Bessere Wege entlang der Rodau

Rodgau (eh) - Die Wege entlang der Rodau werden an sechs Stellen verbessert. Das Stadtparlament hat am Montag grünes Licht für erste Baumaßnahmen in Jügesheim und Dudenhofen gegeben. Der Ausbau von rund 900 Metern mit „wassergebundener Decke“ soll 126.000 Euro kosten.

Über einen durchgehenden Rodau-Weg von Weiskirchen bis Rollwald wird noch einmal beraten – allerdings nicht in den Ortsbeiräten.

Als „gute Vorlage zum richtigen Zeitpunkt“, lobte Winno Sahm (Grüne) das Wegekonzept des Magistrats. Dank intensiver Arbeit der städtischen Planungsabteilung sei ein Konzept für die nächsten Jahre und Jahrzehnte entstanden.

Ein grundlegendes Problem der innerstädtischen Radwege finde sich auch im Rodau-Weg wieder: „Auf wenigen hundert Metern stark wechselnde Qualität.“ Die Sofortmaßnahmen seien sinnvoll: Auch wenn schmale Pfadspuren bei manchen Radfahrern als „Single-Trails“ beliebt seien, sei der Rodau-Weg doch eher etwas für „Genussradler“.

Als Herausforderung bezeichnete Sahm die niedrige Unterführung der Landesstraße zwischen Dudenhofen und Babenhausen: „Dabei bin ich echt mal gespannt, was es da an kreativen Vorschlägen gibt.“

Die CDU scheiterte mit ihrem Antrag, die Ortsbeiräte in die weitere Beratung des Rodau-Weges einzubeziehen. Bei den mittel- und langfristigen Maßnahmen gebe es keine Eile, appellierte CDU-Redner Bernd Ripper. Die Kooperation aus SPD, Grünen, FDP und FW müsse ohnehin nichts befürchten, da sie in vier der fünf Ortsbeiräte die Mehrheit stelle.

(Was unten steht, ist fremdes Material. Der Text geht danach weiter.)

use std::collections::BTreeMap;

use chrono::{DateTime, FixedOffset, SecondsFormat};
use serde::{Serialize, Serializer};

/// Surrogate identifier assigned by the reference store.
pub type SurrogateId = i64;

/// Columns written for saved records, in output order.
pub const OUTPUT_COLUMNS: [&str; 5] = [
    "customer_device_id",
    "service_id",
    "start_date",
    "latitude",
    "longitude",
];

/// A source row before validation: column name to unverified text.
#[derive(Debug, Clone, Default, PartialEq, Eq)]
pub struct RawRecord {
    fields: BTreeMap<String, String>,
}

impl RawRecord {
    pub fn new() -> Self {
        Self::default()
    }

    pub fn from_pairs<I, K, V>(pairs: I) -> Self
    where
        I: IntoIterator<Item = (K, V)>,
        K: Into<String>,
        V: Into<String>,
    {
        Self {
            fields: pairs
                .into_iter()
                .map(|(name, value)| (name.into(), value.into()))
                .collect(),
        }
    }

    pub fn insert(&mut self, name: impl Into<String>, value: impl Into<String>) {
        self.fields.insert(name.into(), value.into());
    }

    /// Text of a column; absent columns read as empty.
    pub fn get(&self, name: &str) -> &str {
        self.fields.get(name).map(String::as_str).unwrap_or("")
    }

    pub fn len(&self) -> usize {
        self.fields.len()
    }

    pub fn is_empty(&self) -> bool {
        self.fields.is_empty()
    }
}

/// A record whose fields passed the structural rules.
#[derive(Debug, Clone, PartialEq, Eq)]
pub struct Activation {
    pub customer_name: String,
    pub device_name: String,
    pub service_name: String,
    pub start_date: String,
    pub latitude: String,
    pub longitude: String,
}

/// An activation whose natural keys all resolved.
#[derive(Debug, Clone, PartialEq, Eq)]
pub struct ResolvedActivation {
    pub activation: Activation,
    pub customer_id: SurrogateId,
    pub service_id: SurrogateId,
    pub customer_device_id: SurrogateId,
}

/// Normalized row handed to the sink.
#[derive(Debug, Clone, PartialEq, Serialize)]
pub struct LoadRecord {
    pub customer_device_id: SurrogateId,
    pub service_id: SurrogateId,
    #[serde(serialize_with = "serialize_offset_timestamp")]
    pub start_date: DateTime<FixedOffset>,
    pub latitude: f64,
    pub longitude: f64,
}

/// RFC 3339 with whole seconds and a numeric offset; a zero offset stays
/// `+00:00` instead of `Z`.
pub fn format_timestamp(value: &DateTime<FixedOffset>) -> String {
    value.to_rfc3339_opts(SecondsFormat::Secs, false)
}

fn serialize_offset_timestamp<S: Serializer>(
    value: &DateTime<FixedOffset>,
    serializer: S,
) -> Result<S::Ok, S::Error> {
    serializer.serialize_str(&format_timestamp(value))
}
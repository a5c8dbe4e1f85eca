use std::io::Read;

use crate::record::RawRecord;

/// Read a headed CSV stream into raw records.
///
/// Short rows are accepted; their missing columns read as empty and fail
/// field validation.
pub fn read_raw_records<R: Read>(
    reader: R,
) -> Result<impl Iterator<Item = Result<RawRecord, csv::Error>>, csv::Error> {
    let mut reader = csv::ReaderBuilder::new()
        .flexible(true)
        .from_reader(reader);
    let headers = reader.headers()?.clone();
    Ok(reader.into_records().map(move |row| {
        let row = row?;
        Ok(RawRecord::from_pairs(headers.iter().zip(row.iter())))
    }))
}
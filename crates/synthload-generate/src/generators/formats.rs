use chrono::DateTime;
use rand::RngCore;

use crate::generators::{GeneratedValue, Generator, trash_string};

const SECONDS_PER_DAY: i64 = 86_400;
const DATE_TRASH_LEN: usize = 8;
const COORDINATE_TRASH_LEN: usize = 8;

/// Successive calendar days after 1970-01-01, rendered with an explicit
/// `+00:00` offset.
#[derive(Debug, Clone, Default)]
pub struct DateTimeGenerator {
    days: i64,
}

impl Generator for DateTimeGenerator {
    fn id(&self) -> &'static str {
        "string.date-time"
    }

    fn next_value(&mut self, _rng: &mut dyn RngCore) -> GeneratedValue {
        self.days = self.days.saturating_add(1);
        match DateTime::from_timestamp(self.days.saturating_mul(SECONDS_PER_DAY), 0) {
            Some(instant) => {
                GeneratedValue::Text(instant.format("%Y-%m-%dT%H:%M:%S+00:00").to_string())
            }
            None => GeneratedValue::Null,
        }
    }

    fn trash(&mut self, rng: &mut dyn RngCore) -> GeneratedValue {
        GeneratedValue::Text(trash_string(rng, DATE_TRASH_LEN))
    }

    fn reset(&mut self) {
        self.days = 0;
    }
}

/// `DD°MM.0000′N`, minutes wrapping every 60 steps.
#[derive(Debug, Clone, Default)]
pub struct LatitudeGenerator {
    count: u64,
}

impl Generator for LatitudeGenerator {
    fn id(&self) -> &'static str {
        "string.latitude"
    }

    fn next_value(&mut self, _rng: &mut dyn RngCore) -> GeneratedValue {
        self.count += 1;
        let (degrees, minutes) = (self.count / 60, self.count % 60);
        GeneratedValue::Text(format!("{degrees:02}°{minutes:02}.0000′N"))
    }

    fn trash(&mut self, rng: &mut dyn RngCore) -> GeneratedValue {
        GeneratedValue::Text(trash_string(rng, COORDINATE_TRASH_LEN))
    }

    fn reset(&mut self) {
        self.count = 0;
    }
}

/// `DDD°MM.0000′W`, minutes wrapping every 60 steps.
#[derive(Debug, Clone, Default)]
pub struct LongitudeGenerator {
    count: u64,
}

impl Generator for LongitudeGenerator {
    fn id(&self) -> &'static str {
        "string.longitude"
    }

    fn next_value(&mut self, _rng: &mut dyn RngCore) -> GeneratedValue {
        self.count += 1;
        let (degrees, minutes) = (self.count / 60, self.count % 60);
        GeneratedValue::Text(format!("{degrees:03}°{minutes:02}.0000′W"))
    }

    fn trash(&mut self, rng: &mut dyn RngCore) -> GeneratedValue {
        GeneratedValue::Text(trash_string(rng, COORDINATE_TRASH_LEN))
    }

    fn reset(&mut self) {
        self.count = 0;
    }
}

Anhand von zwei Beispielen aus Dudenhofen mahnte Ripper den verantwortungsvollen Umgang mit Steuergeldern an. So müsse der bewachsene Pfad zwischen Wiesen- und Bachstraße nicht für 18 000 Euro ausgebaut werden, eine regelmäßige Pflege reiche auch – zumal östlich der Rodau bereits ein asphaltierter und beleuchteter Weg bestehe. Als zweites Beispiel nannte der Unionsmann den Bolzplatz an der Opelstraße: 90 000 Euro gebe die Stadt aus, um das Bachbett der Rodau in Kurven zu legen und einen funktionierenden Radweg zu verlegen. „An dieser Stelle passen Ihre Konzepte nicht zueinander“, kritisierte Bernd Ripper. Das ebenfalls vom Magistrat vorgelegte Spielplatzkonzept empfehle, am Bolzplatz nichts zu ändern. Ja zu den Sofortmaßnahmen sagten schließlich SPD, Grüne, FDP, Freie Wähler und fünf der sechs anwesenden ZmB-Mitglieder. Ein ZmB-Stadtverordneter votierte dagegen, CDU und Linke übten Enthaltung.